First evaluation in humans of [11C]GSK215083 as a probe to image the 5-HT6 receptors

313 Objectives: Preclinical studies show that 5-HT6 receptor antagonism exert cognitive enhancing effects suggesting potential clinical usefulness in conditions such as Alzheimer disease (1). GSK215083 is a high affinity 5-HT6 receptor antagonist (pKi 5-HT6 =9.82) with promising imaging properties in the pig brain (2). This study aimed to examine [11C]GSK215083 brain distribution in human subjects. Because GSK215083 is also potent at the 5-HT2A receptor (pKi 5-HT2A =9.14) we assessed the contribution of 5-HT6 and 5-HT2A receptors binding in striatal and cortical areas, two regions known to be rich in the respectively aforementioned receptors (3).
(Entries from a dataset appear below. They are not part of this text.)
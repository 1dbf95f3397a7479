use std::path::{Path, PathBuf};

/// Resolve the directory a run works in.
///
/// `--dir` / `CODING_CONTEXT_DIR` wins, made absolute against the current
/// directory; otherwise the current directory itself.
pub fn resolve_dir(explicit: Option<&Path>) -> PathBuf {
    let cwd = std::env::current_dir().unwrap_or_else(|_| PathBuf::from("."));
    match explicit {
        Some(p) if p.is_absolute() => p.to_path_buf(),
        Some(p) => cwd.join(p),
        None => cwd,
    }
}

#[cfg(test)]
mod tests {
    use super::*;

    #[test]
    fn explicit_absolute_dir_is_kept() {
        assert_eq!(resolve_dir(Some(Path::new("/srv/app"))), PathBuf::from("/srv/app"));
    }

    #[test]
    fn relative_dir_is_joined_to_cwd() {
        let cwd = std::env::current_dir().unwrap();
        assert_eq!(resolve_dir(Some(Path::new("sub"))), cwd.join("sub"));
        assert_eq!(resolve_dir(None), cwd);
    }
}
Methods: PET scans were acquired in 8 healthy male volunteers. Binding Potential (BPND) values were determined using SRTM with cerebellum as reference region. Four subjects (group A) were studied twice at baseline; 2 subjects (group B) were studied at baseline, after ketanserin (1mg/kg, iv, a 5HT2A blocker)and after SB742457 (175mg, oral, a 5HT6 blocker); 2 subjects (group C) were studied at baseline and on SB742457 (175mg, oral). Results: [11C]GSK215083 displayed appropriate brain uptake in humans. BPNDs were highest in striatal regions, followed by cortical regions (Fig.1). Striatal BPND was markedly reduced (40%) following pretreatment with SB742457 (groups B and C) but was unaffected by pretreatment with ketanserin (an observation consistent with the lower level of 5HT2A receptors in striatum compared to cortical areas). In contrast, cortical BPNDS were markedly reduced by ketanserin. Conclusions: These first human data suggest that GSK215083 is an appropriate PET radiotracer to quantify 5-HT6 receptors in the human striatum.